==== RECORDS FOR THIS EXERCISE ====

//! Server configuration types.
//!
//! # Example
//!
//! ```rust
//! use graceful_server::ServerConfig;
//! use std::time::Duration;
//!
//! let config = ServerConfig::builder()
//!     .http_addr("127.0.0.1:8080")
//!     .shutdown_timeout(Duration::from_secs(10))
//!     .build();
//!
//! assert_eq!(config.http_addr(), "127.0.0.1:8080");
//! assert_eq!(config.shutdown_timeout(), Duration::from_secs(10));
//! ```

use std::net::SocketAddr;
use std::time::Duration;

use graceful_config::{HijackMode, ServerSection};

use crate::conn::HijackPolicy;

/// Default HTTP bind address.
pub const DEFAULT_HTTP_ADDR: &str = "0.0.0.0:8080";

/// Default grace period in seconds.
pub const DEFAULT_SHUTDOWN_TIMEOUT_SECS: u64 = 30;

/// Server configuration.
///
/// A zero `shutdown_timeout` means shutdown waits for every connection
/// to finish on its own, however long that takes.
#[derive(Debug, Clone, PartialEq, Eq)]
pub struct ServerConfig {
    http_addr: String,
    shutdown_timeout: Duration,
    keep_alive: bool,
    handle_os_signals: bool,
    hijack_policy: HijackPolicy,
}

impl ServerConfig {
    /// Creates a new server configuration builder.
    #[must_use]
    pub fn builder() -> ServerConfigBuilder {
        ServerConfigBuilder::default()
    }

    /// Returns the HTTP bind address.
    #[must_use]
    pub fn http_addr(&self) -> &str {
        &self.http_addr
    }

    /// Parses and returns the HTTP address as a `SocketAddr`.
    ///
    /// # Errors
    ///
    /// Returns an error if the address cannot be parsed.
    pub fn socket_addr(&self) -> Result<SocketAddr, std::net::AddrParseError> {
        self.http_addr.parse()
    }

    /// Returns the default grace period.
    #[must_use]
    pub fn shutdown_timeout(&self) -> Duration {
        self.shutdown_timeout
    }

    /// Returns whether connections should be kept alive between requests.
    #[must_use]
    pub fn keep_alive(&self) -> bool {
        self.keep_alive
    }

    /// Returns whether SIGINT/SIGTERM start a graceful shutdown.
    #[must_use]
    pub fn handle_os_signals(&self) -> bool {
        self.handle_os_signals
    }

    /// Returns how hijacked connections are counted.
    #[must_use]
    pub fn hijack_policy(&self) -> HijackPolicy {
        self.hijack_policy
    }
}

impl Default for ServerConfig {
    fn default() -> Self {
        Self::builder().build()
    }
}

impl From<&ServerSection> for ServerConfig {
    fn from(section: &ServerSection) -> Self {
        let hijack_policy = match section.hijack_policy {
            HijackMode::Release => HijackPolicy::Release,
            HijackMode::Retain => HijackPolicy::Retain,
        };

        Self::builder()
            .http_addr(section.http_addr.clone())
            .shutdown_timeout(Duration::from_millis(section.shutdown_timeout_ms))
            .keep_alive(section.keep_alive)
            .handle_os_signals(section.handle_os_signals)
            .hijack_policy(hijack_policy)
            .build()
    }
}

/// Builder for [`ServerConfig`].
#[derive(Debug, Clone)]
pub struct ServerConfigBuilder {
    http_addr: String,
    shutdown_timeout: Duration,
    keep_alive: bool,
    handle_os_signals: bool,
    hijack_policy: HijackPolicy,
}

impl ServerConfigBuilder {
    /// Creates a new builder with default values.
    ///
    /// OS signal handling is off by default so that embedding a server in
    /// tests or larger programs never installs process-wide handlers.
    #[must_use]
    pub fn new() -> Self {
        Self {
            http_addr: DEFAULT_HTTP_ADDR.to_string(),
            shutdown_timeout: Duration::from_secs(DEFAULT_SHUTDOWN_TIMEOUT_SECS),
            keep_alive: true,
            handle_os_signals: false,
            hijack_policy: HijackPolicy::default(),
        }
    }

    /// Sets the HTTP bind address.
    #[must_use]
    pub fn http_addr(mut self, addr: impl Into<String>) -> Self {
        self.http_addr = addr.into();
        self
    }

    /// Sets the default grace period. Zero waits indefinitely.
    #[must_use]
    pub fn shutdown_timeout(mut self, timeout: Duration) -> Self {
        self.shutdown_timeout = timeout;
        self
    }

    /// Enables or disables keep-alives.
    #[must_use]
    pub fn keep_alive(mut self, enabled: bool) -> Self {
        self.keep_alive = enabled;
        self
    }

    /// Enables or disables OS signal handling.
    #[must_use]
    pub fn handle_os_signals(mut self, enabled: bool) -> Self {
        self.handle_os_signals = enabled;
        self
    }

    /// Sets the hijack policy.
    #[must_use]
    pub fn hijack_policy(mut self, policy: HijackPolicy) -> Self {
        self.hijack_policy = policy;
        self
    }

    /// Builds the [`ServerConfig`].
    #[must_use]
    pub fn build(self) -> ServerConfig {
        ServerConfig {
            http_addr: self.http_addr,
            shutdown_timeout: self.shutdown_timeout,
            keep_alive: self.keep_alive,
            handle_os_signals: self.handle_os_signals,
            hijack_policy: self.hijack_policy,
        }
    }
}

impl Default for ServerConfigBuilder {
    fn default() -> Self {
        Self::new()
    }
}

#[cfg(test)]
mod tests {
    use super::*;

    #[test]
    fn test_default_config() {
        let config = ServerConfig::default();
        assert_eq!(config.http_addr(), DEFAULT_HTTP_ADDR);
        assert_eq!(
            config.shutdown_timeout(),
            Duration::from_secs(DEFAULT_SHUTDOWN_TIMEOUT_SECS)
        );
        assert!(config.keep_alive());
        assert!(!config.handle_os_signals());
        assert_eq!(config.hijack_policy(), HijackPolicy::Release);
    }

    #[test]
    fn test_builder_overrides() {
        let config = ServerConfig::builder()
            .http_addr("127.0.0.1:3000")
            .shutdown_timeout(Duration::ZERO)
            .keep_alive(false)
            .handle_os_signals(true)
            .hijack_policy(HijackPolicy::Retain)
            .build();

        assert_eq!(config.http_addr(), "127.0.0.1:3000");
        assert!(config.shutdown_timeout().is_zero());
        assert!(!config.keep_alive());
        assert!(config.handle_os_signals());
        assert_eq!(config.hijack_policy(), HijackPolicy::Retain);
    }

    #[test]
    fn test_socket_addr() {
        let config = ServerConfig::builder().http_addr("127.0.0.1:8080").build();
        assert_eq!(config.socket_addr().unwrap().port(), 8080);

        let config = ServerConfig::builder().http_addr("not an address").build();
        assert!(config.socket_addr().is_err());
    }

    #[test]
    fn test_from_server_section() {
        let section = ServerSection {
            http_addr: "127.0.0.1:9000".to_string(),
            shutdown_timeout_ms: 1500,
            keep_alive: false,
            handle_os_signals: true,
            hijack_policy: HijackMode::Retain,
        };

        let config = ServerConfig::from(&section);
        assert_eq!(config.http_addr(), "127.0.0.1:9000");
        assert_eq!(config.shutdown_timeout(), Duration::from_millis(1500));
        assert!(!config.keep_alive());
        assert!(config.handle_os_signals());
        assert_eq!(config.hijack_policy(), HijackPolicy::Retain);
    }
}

====

## PROBLEM TO WORK ON
Of the lines above, extract only those from the line with "use std::net::SocketAddr;" to the line with "pub const DEFAULT_SHUTDOWN_TIMEOUT_SECS: u64", both included, exactly as written.

## ANSWER SECTION
use std::net::SocketAddr;
use std::time::Duration;

use graceful_config::{HijackMode, ServerSection};

use crate::conn::HijackPolicy;

/// Default HTTP bind address.
pub const DEFAULT_HTTP_ADDR: &str = "0.0.0.0:8080";

/// Default grace period in seconds.
pub const DEFAULT_SHUTDOWN_TIMEOUT_SECS: u64 = 30;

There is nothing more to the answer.